Near and Long-term Directions for Adversarial AI in Cybersecurity

September 12, 2018
Sohrob Kazerounian
Distinguished AI Researcher
Near and Long-term Directions for Adversarial AI in Cybersecurity

The frenetic pace at which artificial intelligence (AI) has advanced in the past few years has begun to have transformative effects across a wide variety of fields. Coupled with an increasingly (inter)-connected world in which cyberattacks occur with alarming frequency and scale, it is no wonder that the field of cybersecurity has now turned its eye to AI and machine learning (ML) in order to detect and defend against adversaries.
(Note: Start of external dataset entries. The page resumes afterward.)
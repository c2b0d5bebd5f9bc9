//! Mean-style combiners: `AverageF64` and `WeightedAverage`.

use super::CombineFn;
use serde::{Deserialize, Serialize};

/// Arithmetic mean as `f64`.
///
/// An empty input yields `NaN`: there is no mean of nothing.
#[derive(Clone, Copy, Debug, Default)]
pub struct AverageF64;

impl<V> CombineFn<V, (f64, u64), f64> for AverageF64
where
    V: Into<f64>,
{
    fn create(&self) -> (f64, u64) {
        (0.0, 0)
    }

    fn add_input(&self, acc: &mut (f64, u64), v: V) {
        acc.0 += v.into();
        acc.1 += 1;
    }

    fn merge(&self, acc: &mut (f64, u64), other: (f64, u64)) {
        acc.0 += other.0;
        acc.1 += other.1;
    }

    #[allow(clippy::cast_precision_loss)]
    fn finish(&self, acc: (f64, u64)) -> f64 {
        if acc.1 == 0 {
            f64::NAN
        } else {
            acc.0 / acc.1 as f64
        }
    }
}

/// A value paired with its weight, the input of [`WeightedAverage`].
#[derive(Clone, Copy, Debug, PartialEq, Serialize, Deserialize)]
pub struct WeightedValue {
    pub value: f64,
    pub weight: f64,
}

impl WeightedValue {
    #[must_use]
    pub const fn new(value: f64, weight: f64) -> Self {
        Self { value, weight }
    }
}

/// `sum(value * weight) / sum(weight)`; `NaN` when the total weight is zero.
#[derive(Clone, Copy, Debug, Default)]
pub struct WeightedAverage;

impl CombineFn<WeightedValue, (f64, f64), f64> for WeightedAverage {
    fn create(&self) -> (f64, f64) {
        (0.0, 0.0)
    }

    fn add_input(&self, acc: &mut (f64, f64), v: WeightedValue) {
        acc.0 = v.value.mul_add(v.weight, acc.0);
        acc.1 += v.weight;
    }

    fn merge(&self, acc: &mut (f64, f64), other: (f64, f64)) {
        acc.0 += other.0;
        acc.1 += other.1;
    }

    fn finish(&self, acc: (f64, f64)) -> f64 {
        if acc.1 == 0.0 {
            f64::NAN
        } else {
            acc.0 / acc.1
        }
    }
}
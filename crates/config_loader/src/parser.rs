//! Profile parsing
//!
//! TOML is the primary format, JSON is accepted as well.

use contracts::{ContractError, SensorProfile};

/// Profile file format
#[derive(Debug, Clone, Copy, PartialEq, Eq)]
pub enum ConfigFormat {
    Toml,
    Json,
}

impl ConfigFormat {
    /// Infer the format from a file extension
    pub fn from_extension(ext: &str) -> Option<Self> {
        match ext.to_lowercase().as_str() {
            "toml" => Some(Self::Toml),
            "json" => Some(Self::Json),
            _ => None,
        }
    }
}

pub fn parse_toml(content: &str) -> Result<SensorProfile, ContractError> {
    toml::from_str(content).map_err(|e| ContractError::ConfigParse {
        message: format!("TOML parse error: {e}"),
        source: Some(Box::new(e)),
    })
}

pub fn parse_json(content: &str) -> Result<SensorProfile, ContractError> {
    serde_json::from_str(content).map_err(|e| ContractError::ConfigParse {
        message: format!("JSON parse error: {e}"),
        source: Some(Box::new(e)),
    })
}

pub fn parse(content: &str, format: ConfigFormat) -> Result<SensorProfile, ContractError> {
    match format {
        ConfigFormat::Toml => parse_toml(content),
        ConfigFormat::Json => parse_json(content),
    }
}
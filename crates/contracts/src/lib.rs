//! # Contracts
//!
//! Frozen interface contracts (ICD) between camera pipelines and sensors.
//! All business crates can only depend on this crate, reverse dependencies are prohibited.
//!
//! ## Format Model
//! - A raw buffer is described by a `PixelFormat` and a `Size`
//! - The `PixelFormat` implies a `BayerFormat`, which implies one `MbusCode`
//! - Sensors negotiate `SubdeviceFormat`s (code + size + colour space)

mod bayer;
mod controls;
mod error;
mod format;
mod geometry;
mod pixel_format;
mod profile;
mod sensor;
mod sensor_config;
mod sensor_info;
mod sensor_model;
mod stream;
mod transform;

pub use bayer::*;
pub use controls::*;
pub use error::*;
pub use format::*;
pub use geometry::*;
pub use pixel_format::PixelFormat;
pub use profile::*;
pub use sensor::*;
pub use sensor_config::*;
pub use sensor_info::*;
pub use sensor_model::SensorModel;
pub use stream::{RawStreamConfig, StreamHandle};
pub use transform::*;
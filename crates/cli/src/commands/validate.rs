//! `validate` command implementation.

use std::path::Path;

use anyhow::{Context, Result};
use cam_helper::HelperRegistry;
use contracts::{CameraSensor, SensorProfile};
use memory_sensor::MemorySensor;
use serde::Serialize;
use tracing::info;

use crate::cli::ValidateArgs;

/// Validation result for JSON output
#[derive(Serialize)]
struct ValidationResult {
    valid: bool,
    config_path: String,
    #[serde(skip_serializing_if = "Option::is_none")]
    error: Option<String>,
    #[serde(skip_serializing_if = "Option::is_none")]
    warnings: Option<Vec<String>>,
    #[serde(skip_serializing_if = "Option::is_none")]
    summary: Option<ProfileSummary>,
}

#[derive(Serialize)]
struct ProfileSummary {
    version: String,
    sensor_id: String,
    pixel_format: String,
    format: String,
    helper: String,
}

/// Execute the `validate` command
pub fn run_validate(args: &ValidateArgs) -> Result<()> {
    info!(config = %args.config.display(), "Validating sensor profile");

    let result = validate_profile(&args.config);

    if args.json {
        let json = serde_json::to_string_pretty(&result)
            .context("Failed to serialize validation result")?;
        println!("{}", json);
    } else {
        print_validation_result(&result);
    }

    if result.valid {
        Ok(())
    } else {
        anyhow::bail!("Profile validation failed")
    }
}

fn validate_profile(path: &Path) -> ValidationResult {
    let config_path = path.display().to_string();
    let invalid = |error: String| ValidationResult {
        valid: false,
        config_path: config_path.clone(),
        error: Some(error),
        warnings: None,
        summary: None,
    };

    if !path.exists() {
        return invalid(format!("File not found: {}", path.display()));
    }

    let profile = match config_loader::ConfigLoader::load_from_path(path) {
        Ok(profile) => profile,
        Err(e) => return invalid(e.to_string()),
    };

    // Also catches formats with a Bayer layout but no media bus code
    let sensor = match MemorySensor::new(&profile.raw_input) {
        Ok(sensor) => sensor,
        Err(e) => return invalid(e.to_string()),
    };

    let warnings = match HelperRegistry::builtin() {
        Ok(registry) => collect_warnings(&profile, &registry),
        Err(e) => return invalid(e.to_string()),
    };

    ValidationResult {
        valid: true,
        config_path: config_path.clone(),
        error: None,
        warnings: if warnings.is_empty() {
            None
        } else {
            Some(warnings)
        },
        summary: Some(ProfileSummary {
            version: format!("{:?}", profile.version),
            sensor_id: sensor.id().to_string(),
            pixel_format: profile.raw_input.pixel_format.to_string(),
            format: sensor.format().to_string(),
            helper: profile.helper.name.to_string(),
        }),
    }
}

/// Non-fatal issues
fn collect_warnings(profile: &SensorProfile, registry: &HelperRegistry) -> Vec<String> {
    let mut warnings = Vec::new();

    let helper = profile.helper.name.as_str();
    if !registry.contains(helper) {
        warnings.push(format!(
            "Camera helper '{helper}' is not registered - the default helper will be used"
        ));
    }

    warnings
}

fn print_validation_result(result: &ValidationResult) {
    if result.valid {
        println!("✓ Profile is valid: {}", result.config_path);

        if let Some(ref summary) = result.summary {
            println!("\n  Version: {}", summary.version);
            println!("  Sensor: {}", summary.sensor_id);
            println!("  Pixel format: {}", summary.pixel_format);
            println!("  Format: {}", summary.format);
            println!("  Helper: {}", summary.helper);
        }

        if let Some(ref warnings) = result.warnings {
            println!("\n⚠ Warnings:");
            for warning in warnings {
                println!("  - {}", warning);
            }
        }
    } else {
        println!("✗ Profile is invalid: {}", result.config_path);
        if let Some(ref error) = result.error {
            println!("\n  Error: {}", error);
        }
    }
}
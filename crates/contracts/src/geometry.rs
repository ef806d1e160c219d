//! Frame geometry: sizes and rectangles in pixels.

use std::fmt;

use serde::{Deserialize, Serialize};

/// Frame size in pixels
#[derive(Debug, Clone, Copy, Default, PartialEq, Eq, Hash, Serialize, Deserialize)]
pub struct Size {
    pub width: u32,
    pub height: u32,
}

impl Size {
    pub const fn new(width: u32, height: u32) -> Self {
        Self { width, height }
    }

    /// True when either dimension is zero
    pub fn is_null(&self) -> bool {
        self.width == 0 || self.height == 0
    }

    /// True when `self` fits inside `bound` in both dimensions
    pub fn fits_within(&self, bound: Size) -> bool {
        self.width <= bound.width && self.height <= bound.height
    }
}

impl fmt::Display for Size {
    fn fmt(&self, f: &mut fmt::Formatter<'_>) -> fmt::Result {
        write!(f, "{}x{}", self.width, self.height)
    }
}

/// Rectangle anchored at (x, y)
#[derive(Debug, Clone, Copy, Default, PartialEq, Eq, Hash, Serialize, Deserialize)]
pub struct Rectangle {
    pub x: i32,
    pub y: i32,
    pub width: u32,
    pub height: u32,
}

impl Rectangle {
    pub const fn new(x: i32, y: i32, width: u32, height: u32) -> Self {
        Self {
            x,
            y,
            width,
            height,
        }
    }

    pub fn size(&self) -> Size {
        Size::new(self.width, self.height)
    }
}

/// Rectangle at the origin covering `size`
impl From<Size> for Rectangle {
    fn from(size: Size) -> Self {
        Self::new(0, 0, size.width, size.height)
    }
}

impl fmt::Display for Rectangle {
    fn fmt(&self, f: &mut fmt::Formatter<'_>) -> fmt::Result {
        write!(f, "({}, {})/{}x{}", self.x, self.y, self.width, self.height)
    }
}

#[cfg(test)]
mod tests {
    use super::*;

    #[test]
    fn test_fits_within_boundary() {
        let size = Size::new(1920, 1080);
        assert!(size.fits_within(Size::new(1920, 1080)));
        assert!(size.fits_within(Size::new(4096, 2160)));
        assert!(!size.fits_within(Size::new(1919, 1080)));
        assert!(!size.fits_within(Size::new(1920, 1079)));
    }

    #[test]
    fn test_rectangle_from_size() {
        let rect = Rectangle::from(Size::new(640, 480));
        assert_eq!(rect, Rectangle::new(0, 0, 640, 480));
        assert_eq!(rect.size(), Size::new(640, 480));
    }

    #[test]
    fn test_display() {
        assert_eq!(Size::new(1920, 1080).to_string(), "1920x1080");
        assert!(Size::new(0, 1080).is_null());
    }
}
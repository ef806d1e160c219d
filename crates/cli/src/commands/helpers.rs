//! `helpers` command implementation.

use anyhow::{Context, Result};
use cam_helper::HelperRegistry;
use serde::Serialize;

use super::info::GainSample;
use crate::cli::HelpersArgs;

#[derive(Serialize)]
struct HelperEntry {
    name: String,
    #[serde(skip_serializing_if = "Option::is_none")]
    encoded: Option<GainSample>,
    #[serde(skip_serializing_if = "Option::is_none")]
    decoded: Option<DecodedCode>,
}

#[derive(Serialize)]
struct DecodedCode {
    code: u32,
    gain: f64,
}

/// Execute the `helpers` command
pub fn run_helpers(args: &HelpersArgs) -> Result<()> {
    let registry = HelperRegistry::builtin().context("Failed to register camera helpers")?;
    let entries = build_entries(&registry, args)?;

    if args.json {
        let json = serde_json::to_string_pretty(&entries)
            .context("Failed to serialize helper list")?;
        println!("{}", json);
    } else {
        print_entries(&entries);
    }

    Ok(())
}

fn build_entries(registry: &HelperRegistry, args: &HelpersArgs) -> Result<Vec<HelperEntry>> {
    registry
        .names()
        .into_iter()
        .map(|name| {
            let helper = registry
                .create(name.as_str())
                .with_context(|| format!("Failed to create helper '{name}'"))?;

            Ok(HelperEntry {
                name: name.to_string(),
                encoded: args
                    .gain
                    .map(|gain| GainSample::measure(helper.as_ref(), gain)),
                decoded: args.code.map(|code| DecodedCode {
                    code,
                    gain: helper.gain(code),
                }),
            })
        })
        .collect()
}

fn print_entries(entries: &[HelperEntry]) {
    println!("🎚  Camera Helpers ({})", entries.len());
    for (i, entry) in entries.iter().enumerate() {
        let is_last = i == entries.len() - 1;
        let prefix = if is_last { "└─" } else { "├─" };
        let child_prefix = if is_last { "   " } else { "│  " };

        println!("   {} {}", prefix, entry.name);
        if let Some(ref sample) = entry.encoded {
            println!(
                "   {}  gain {} -> code {} (applied {:.3})",
                child_prefix, sample.gain, sample.code, sample.applied_gain
            );
        }
        if let Some(ref decoded) = entry.decoded {
            println!(
                "   {}  code {} -> gain {:.3}",
                child_prefix, decoded.code, decoded.gain
            );
        }
    }
}

#[cfg(test)]
mod tests {
    use super::*;

    fn args(gain: Option<f64>, code: Option<u32>) -> HelpersArgs {
        HelpersArgs {
            gain,
            code,
            json: false,
        }
    }

    #[test]
    fn test_lists_builtin_helpers() {
        let registry = HelperRegistry::builtin().unwrap();
        let entries = build_entries(&registry, &args(None, None)).unwrap();

        let names: Vec<&str> = entries.iter().map(|e| e.name.as_str()).collect();
        assert_eq!(names, vec!["default", "imx219", "imx477"]);
        assert!(entries.iter().all(|e| e.encoded.is_none() && e.decoded.is_none()));
    }

    #[test]
    fn test_encodes_and_decodes_through_each_helper() {
        let registry = HelperRegistry::builtin().unwrap();
        let entries = build_entries(&registry, &args(Some(2.0), Some(0))).unwrap();

        let default = &entries[0];
        assert_eq!(default.encoded.as_ref().unwrap().code, 0);
        assert_eq!(default.decoded.as_ref().unwrap().gain, 1.0);

        let imx477 = &entries[2];
        assert_eq!(imx477.encoded.as_ref().unwrap().code, 512);
        assert_eq!(imx477.decoded.as_ref().unwrap().gain, 1.0);
    }
}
The use of AI in cybersecurity not only expands the scope of what a single security expert is able to monitor, but importantly, it also enables the discovery of attacks that would have otherwise been undetectable by a human. Just as it was nearly inevitable that AI would be used for defensive purposes, it is undeniable that AI systems will soon be put to use for attack purposes.

AI Artificial Intelligence explained - Part 8

We outline here the near and long-term trajectories these adversarial applications of AI are likely to take, given the history and state of AI.6

Immediate applications

There are a number of areas in which the development of AI, and deep learning in particular, has specific applications that can nevertheless be modified for malicious purposes by hackers.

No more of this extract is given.